WORK TO COMPLETE: Check each line of the material that follows, and copy those holding the string "finder".

THE DATA:
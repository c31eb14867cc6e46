//! rasch::errors — error surface for the psychometric engine.
//!
//! Purpose
//! -------
//! Provide the error enum and result alias shared by every engine routine
//! (probability, fit statistics, information/reliability, ability
//! estimation, curves) and by the reporting layer built on top of them.
//!
//! Key behaviors
//! -------------
//! - Define [`RaschResult`] and [`RaschError`] as the canonical result and
//!   error types for engine calls.
//! - Separate *degenerate-statistics* conditions (zero weights, zero
//!   information, zero total variance, empty inputs) from genuine input
//!   errors via [`RaschError::is_degenerate`], so callers can render
//!   "insufficient data" instead of failing a whole report.
//! - Normalize `argmin` backend failures into [`RaschError::Solver`].
//! - Map errors into Python exceptions when `python-bindings` is enabled:
//!   coercion failures become `TypeError`, everything else `ValueError`.
//!
//! Invariants & assumptions
//! ------------------------
//! - Variants are small and `Clone + PartialEq` so they can be stored in
//!   report rows and compared in tests.
//! - Non-convergence of the ability estimator is *not* an error; it is a
//!   regular [`AbilityEstimate`](crate::rasch::estimator::AbilityEstimate)
//!   outcome.
//!
//! Testing notes
//! -------------
//! - Unit tests check payload embedding in `Display` messages, the
//!   degenerate/input split, and the `MatrixError` conversion.
use argmin::core::{ArgminError, Error};

use crate::matrix::errors::MatrixError;

#[cfg(feature = "python-bindings")]
use pyo3::{
    PyErr,
    exceptions::{PyTypeError, PyValueError},
};

/// Crate-wide result alias for engine operations.
pub type RaschResult<T> = Result<T, RaschError>;

#[derive(Debug, Clone, PartialEq)]
pub enum RaschError {
    // ---- Input coercion / validation ----
    /// A loosely-typed value could not be coerced into a finite logit.
    InvalidLogit { input: String, reason: &'static str },

    /// A numeric input contained NaN or ±∞.
    NonFiniteValue { index: usize, value: f64 },

    /// A value that must lie in [0, 1] (observed score, expected probability)
    /// fell outside it.
    OutOfUnitInterval { index: usize, value: f64, what: &'static str },

    /// Two sequences that must be aligned by index have different lengths.
    LengthMismatch { expected: usize, found: usize, what: &'static str },

    /// A response code other than 0 or 1.
    InvalidResponse { value: i64 },

    // ---- Degenerate statistics ----
    /// No paired values were supplied, so the statistic is undefined.
    EmptyInput { what: &'static str },

    /// Σ e(1 − e) is zero, so infit is undefined.
    DegenerateFit { weight_sum: f64 },

    /// Test information at `ability` is zero or numerically negligible.
    ZeroInformation { ability: f64, information: f64 },

    /// Reliability needs at least one known ability estimate.
    NoValidAbilities,

    /// Person variance plus mean error variance is zero.
    ZeroTotalVariance,

    // ---- Options ----
    /// Root-finding bracket must be finite with `lower < upper`.
    InvalidBracket { lower: f64, upper: f64, reason: &'static str },

    /// Tolerance must be finite and strictly positive.
    InvalidTolerance { tol: f64, reason: &'static str },

    /// Iteration cap must be positive.
    InvalidMaxIter { max_iter: u64, reason: &'static str },

    /// Curve grid needs at least two points on a finite, increasing range.
    InvalidCurve { lower: f64, upper: f64, points: usize, reason: &'static str },

    /// Fit band must satisfy `0 ≤ lower < upper`.
    InvalidFitBand { lower: f64, upper: f64, reason: &'static str },

    /// Memoization capacity must be at least one entry.
    InvalidCacheCapacity { capacity: usize },

    // ---- Solver ----
    /// The root finder finished without reporting a parameter.
    MissingEstimate,

    /// Wrapper for errors raised by the `argmin` backend.
    Solver { kind: &'static str, text: String },

    // ---- Data boundary / export ----
    /// Response-matrix assembly or record validation failed.
    Matrix(MatrixError),

    /// Writing a tabular export failed.
    Export { text: String },
}

impl RaschError {
    /// `true` for conditions that mean "not enough information to compute
    /// this statistic" rather than malformed input.
    pub fn is_degenerate(&self) -> bool {
        matches!(
            self,
            RaschError::EmptyInput { .. }
                | RaschError::DegenerateFit { .. }
                | RaschError::ZeroInformation { .. }
                | RaschError::NoValidAbilities
                | RaschError::ZeroTotalVariance
        )
    }
}

impl std::error::Error for RaschError {}

impl std::fmt::Display for RaschError {
    fn fmt(&self, f: &mut std::fmt::Formatter<'_>) -> std::fmt::Result {
        match self {
            // ---- Input coercion / validation ----
            RaschError::InvalidLogit { input, reason } => {
                write!(f, "Cannot interpret {input:?} as a logit value: {reason}")
            }
            RaschError::NonFiniteValue { index, value } => {
                write!(f, "Non-finite value {value} at index {index}")
            }
            RaschError::OutOfUnitInterval { index, value, what } => {
                write!(f, "Invalid {what} {value} at index {index}: must lie in [0, 1]")
            }
            RaschError::LengthMismatch { expected, found, what } => {
                write!(f, "Length mismatch for {what}: expected {expected}, found {found}")
            }
            RaschError::InvalidResponse { value } => {
                write!(f, "Invalid response code {value}: must be 0 or 1")
            }

            // ---- Degenerate statistics ----
            RaschError::EmptyInput { what } => {
                write!(f, "Insufficient data: no valid {what}")
            }
            RaschError::DegenerateFit { weight_sum } => {
                write!(f, "Degenerate fit statistics: variance weights sum to {weight_sum}")
            }
            RaschError::ZeroInformation { ability, information } => {
                write!(
                    f,
                    "Undefined precision at ability {ability}: test information is {information}"
                )
            }
            RaschError::NoValidAbilities => {
                write!(f, "Insufficient data: no known ability estimates")
            }
            RaschError::ZeroTotalVariance => {
                write!(f, "Undefined reliability: person variance and error variance are both zero")
            }

            // ---- Options ----
            RaschError::InvalidBracket { lower, upper, reason } => {
                write!(f, "Invalid bracket [{lower}, {upper}]: {reason}")
            }
            RaschError::InvalidTolerance { tol, reason } => {
                write!(f, "Invalid tolerance {tol}: {reason}")
            }
            RaschError::InvalidMaxIter { max_iter, reason } => {
                write!(f, "Invalid maximum iterations {max_iter}: {reason}")
            }
            RaschError::InvalidCurve { lower, upper, points, reason } => {
                write!(f, "Invalid curve grid [{lower}, {upper}] with {points} points: {reason}")
            }
            RaschError::InvalidFitBand { lower, upper, reason } => {
                write!(f, "Invalid fit band [{lower}, {upper}]: {reason}")
            }
            RaschError::InvalidCacheCapacity { capacity } => {
                write!(f, "Invalid cache capacity {capacity}: must be at least 1")
            }

            // ---- Solver ----
            RaschError::MissingEstimate => {
                write!(f, "Root finder returned no parameter")
            }
            RaschError::Solver { kind, text } => {
                write!(f, "Solver error ({kind}): {text}")
            }

            // ---- Data boundary / export ----
            RaschError::Matrix(err) => write!(f, "Data error: {err}"),
            RaschError::Export { text } => write!(f, "Export failed: {text}"),
        }
    }
}

impl From<Error> for RaschError {
    fn from(original_err: Error) -> Self {
        match original_err.downcast::<ArgminError>() {
            Ok(argmin_err) => {
                let (kind, text) = match argmin_err {
                    ArgminError::InvalidParameter { text } => ("invalid parameter", text),
                    ArgminError::NotImplemented { text } => ("not implemented", text),
                    ArgminError::NotInitialized { text } => ("not initialized", text),
                    ArgminError::ConditionViolated { text } => ("condition violated", text),
                    ArgminError::CheckpointNotFound { text } => ("checkpoint not found", text),
                    ArgminError::PotentialBug { text } => ("potential bug", text),
                    ArgminError::ImpossibleError { text } => ("impossible error", text),
                    other => ("unknown", other.to_string()),
                };
                RaschError::Solver { kind, text }
            }
            Err(err) => match err.downcast::<RaschError>() {
                Ok(inner) => inner,
                Err(err) => RaschError::Solver { kind: "backend", text: err.to_string() },
            },
        }
    }
}

impl From<MatrixError> for RaschError {
    fn from(err: MatrixError) -> Self {
        RaschError::Matrix(err)
    }
}

impl From<csv::Error> for RaschError {
    fn from(err: csv::Error) -> Self {
        RaschError::Export { text: err.to_string() }
    }
}

#[cfg(feature = "python-bindings")]
impl From<RaschError> for PyErr {
    fn from(err: RaschError) -> PyErr {
        match err {
            RaschError::InvalidLogit { .. } | RaschError::InvalidResponse { .. } => {
                PyTypeError::new_err(err.to_string())
            }
            other => PyValueError::new_err(other.to_string()),
        }
    }
}

#[cfg(test)]
mod tests {
    use super::*;

    // -------------------------------------------------------------------------
    // Scope
    // -----
    // These tests cover:
    // - Payload embedding in `Display` messages.
    // - The degenerate vs input-error split used by the reporting layer.
    // - Conversion from `MatrixError` and from argmin's error type.
    //
    // They intentionally DO NOT cover:
    // - The PyO3 conversion, which needs the Python C API at link time.
    // -------------------------------------------------------------------------

    #[test]
    // Purpose
    // -------
    // Verify that `InvalidLogit` reports the offending input verbatim.
    //
    // Given
    // -----
    // - An `InvalidLogit` built from the text "hard".
    //
    // Expect
    // ------
    // - The message contains "hard".
    fn invalid_logit_includes_input_in_display() {
        // Arrange
        let err = RaschError::InvalidLogit { input: "hard".to_string(), reason: "not numeric" };

        // Act
        let msg = err.to_string();

        // Assert
        assert!(msg.contains("hard"), "Display message should include the input.\nGot: {msg}");
    }

    #[test]
    // Purpose
    // -------
    // Ensure degenerate conditions are flagged and input errors are not.
    //
    // Given
    // -----
    // - One representative of each group.
    //
    // Expect
    // ------
    // - `is_degenerate` is true for degeneracies and false for input errors.
    fn is_degenerate_separates_insufficient_data_from_bad_input() {
        // Arrange
        let degenerate = [
            RaschError::EmptyInput { what: "pairs" },
            RaschError::DegenerateFit { weight_sum: 0.0 },
            RaschError::ZeroInformation { ability: 0.0, information: 0.0 },
            RaschError::NoValidAbilities,
            RaschError::ZeroTotalVariance,
        ];
        let invalid = [
            RaschError::NonFiniteValue { index: 0, value: f64::NAN },
            RaschError::LengthMismatch { expected: 2, found: 3, what: "difficulties" },
            RaschError::InvalidResponse { value: 2 },
        ];

        // Act & Assert
        for err in &degenerate {
            assert!(err.is_degenerate(), "{err:?} should be degenerate");
        }
        for err in &invalid {
            assert!(!err.is_degenerate(), "{err:?} should not be degenerate");
        }
    }

    #[test]
    // Purpose
    // -------
    // Verify that `LengthMismatch` reports both lengths.
    //
    // Given
    // -----
    // - expected = 4, found = 7.
    //
    // Expect
    // ------
    // - The message contains "4" and "7".
    fn length_mismatch_includes_both_lengths() {
        // Arrange
        let err = RaschError::LengthMismatch { expected: 4, found: 7, what: "expected values" };

        // Act
        let msg = err.to_string();

        // Assert
        assert!(msg.contains('4') && msg.contains('7'), "Got: {msg}");
    }

    #[test]
    // Purpose
    // -------
    // Check that matrix errors are wrapped rather than flattened.
    //
    // Given
    // -----
    // - A `MatrixError::DuplicateSubject`.
    //
    // Expect
    // ------
    // - Conversion yields `RaschError::Matrix` holding the same value.
    fn matrix_error_converts_into_matrix_variant() {
        // Arrange
        let inner = MatrixError::DuplicateSubject { id: "s1".to_string() };

        // Act
        let err: RaschError = inner.clone().into();

        // Assert
        assert_eq!(err, RaschError::Matrix(inner));
    }

    #[test]
    // Purpose
    // -------
    // Ensure an engine error smuggled through argmin's error type comes back
    // out unchanged.
    //
    // Given
    // -----
    // - A `RaschError::NonFiniteValue` converted into `argmin::core::Error`.
    //
    // Expect
    // ------
    // - Converting back yields the original variant.
    fn argmin_error_round_trips_engine_errors() {
        // Arrange
        let original = RaschError::NonFiniteValue { index: 1, value: f64::INFINITY };
        let wrapped: Error = original.clone().into();

        // Act
        let back = RaschError::from(wrapped);

        // Assert
        assert_eq!(back, original);
    }
}
//! Python-boundary helpers: argument extraction and option building for the
//! `_rust_rasch` extension module.
#[cfg(feature = "python-bindings")]
use numpy::{IntoPyArray, PyArrayMethods, PyReadonlyArray1};

#[cfg(feature = "python-bindings")]
use pyo3::{
    exceptions::{PyTypeError, PyValueError},
    prelude::*,
    types::PyAny,
};

#[cfg(feature = "python-bindings")]
use crate::rasch::{
    curve::CurveOptions,
    errors::RaschError,
    estimator::EstimatorOptions,
    probability::IntoLogit,
    response::Response,
};

/// Borrow a contiguous `f64` view of a numpy array, pandas Series or plain
/// sequence, copying only when the input is not already contiguous float64.
#[cfg(feature = "python-bindings")]
pub fn extract_f64_array<'py>(
    py: Python<'py>, raw: &Bound<'py, PyAny>,
) -> PyResult<PyReadonlyArray1<'py, f64>> {
    let direct = raw.extract::<PyReadonlyArray1<f64>>().ok().filter(|a| a.as_slice().is_ok());
    if let Some(array) = direct {
        return Ok(array);
    }
    if let Ok(converted) = raw.call_method("to_numpy", (false,), None) {
        let series = converted.extract::<PyReadonlyArray1<f64>>().ok();
        if let Some(array) = series.filter(|a| a.as_slice().is_ok()) {
            return Ok(array);
        }
    }
    let values: Vec<f64> = raw.extract().map_err(|_| {
        PyTypeError::new_err("expected a 1-D numpy.ndarray, pandas.Series, or sequence of float64")
    })?;
    Ok(values.into_pyarray(py).readonly())
}

/// Copy a float sequence into a `Vec<f64>`.
#[cfg(feature = "python-bindings")]
pub fn extract_f64_vec<'py>(
    py: Python<'py>, raw: &Bound<'py, PyAny>, name: &str,
) -> PyResult<Vec<f64>> {
    let array = extract_f64_array(py, raw)?;
    let slice = array.as_slice().map_err(|_| {
        PyValueError::new_err(format!("{name} must be a 1-D contiguous float64 array or sequence"))
    })?;
    Ok(slice.to_vec())
}

/// Coerce one Python value (number or numeric text) into a finite logit.
#[cfg(feature = "python-bindings")]
pub fn extract_logit(raw: &Bound<'_, PyAny>) -> PyResult<f64> {
    if let Ok(text) = raw.extract::<String>() {
        return Ok(text.into_logit()?);
    }
    match raw.extract::<f64>() {
        Ok(value) => Ok(value.into_logit()?),
        Err(_) => Err(RaschError::InvalidLogit {
            input: raw.repr().map(|r| r.to_string()).unwrap_or_default(),
            reason: "Value is neither a number nor numeric text.",
        }
        .into()),
    }
}

/// Extract a sequence of optional logits; `None` and NaN mark unknowns.
#[cfg(feature = "python-bindings")]
pub fn extract_optional_logits(raw: &Bound<'_, PyAny>) -> PyResult<Vec<Option<f64>>> {
    let items: Vec<Bound<'_, PyAny>> = raw.extract()?;
    items
        .iter()
        .map(|item| {
            if item.is_none() {
                return Ok(None);
            }
            match item.extract::<f64>() {
                Ok(value) if value.is_nan() => Ok(None),
                _ => extract_logit(item).map(Some),
            }
        })
        .collect()
}

/// Extract 0/1 (or boolean) response codes.
#[cfg(feature = "python-bindings")]
pub fn extract_responses(raw: &Bound<'_, PyAny>) -> PyResult<Vec<Response>> {
    let codes: Vec<i64> = raw.extract().map_err(|_| {
        PyTypeError::new_err("responses must be a sequence of 0/1 integers or booleans")
    })?;
    codes.into_iter().map(|code| Response::from_code(code).map_err(PyErr::from)).collect()
}

#[cfg(feature = "python-bindings")]
pub fn build_estimator_options(
    bracket: Option<(f64, f64)>, tol: Option<f64>, max_iter: Option<u64>, verbose: Option<bool>,
) -> PyResult<EstimatorOptions> {
    let defaults = EstimatorOptions::default();
    Ok(EstimatorOptions::new(
        bracket.unwrap_or((defaults.lower, defaults.upper)),
        tol.unwrap_or(defaults.tol),
        max_iter.unwrap_or(defaults.max_iter),
        verbose.unwrap_or(defaults.verbose),
    )?)
}

#[cfg(feature = "python-bindings")]
pub fn build_curve_options(
    lower: Option<f64>, upper: Option<f64>, points: Option<usize>,
) -> PyResult<CurveOptions> {
    let defaults = CurveOptions::default();
    Ok(CurveOptions::new(
        lower.unwrap_or(defaults.lower),
        upper.unwrap_or(defaults.upper),
        points.unwrap_or(defaults.points),
    )?)
}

RESPONSE FOR THIS EXERCISE:
    /// The root finder finished without reporting a parameter.
                write!(f, "Root finder returned no parameter")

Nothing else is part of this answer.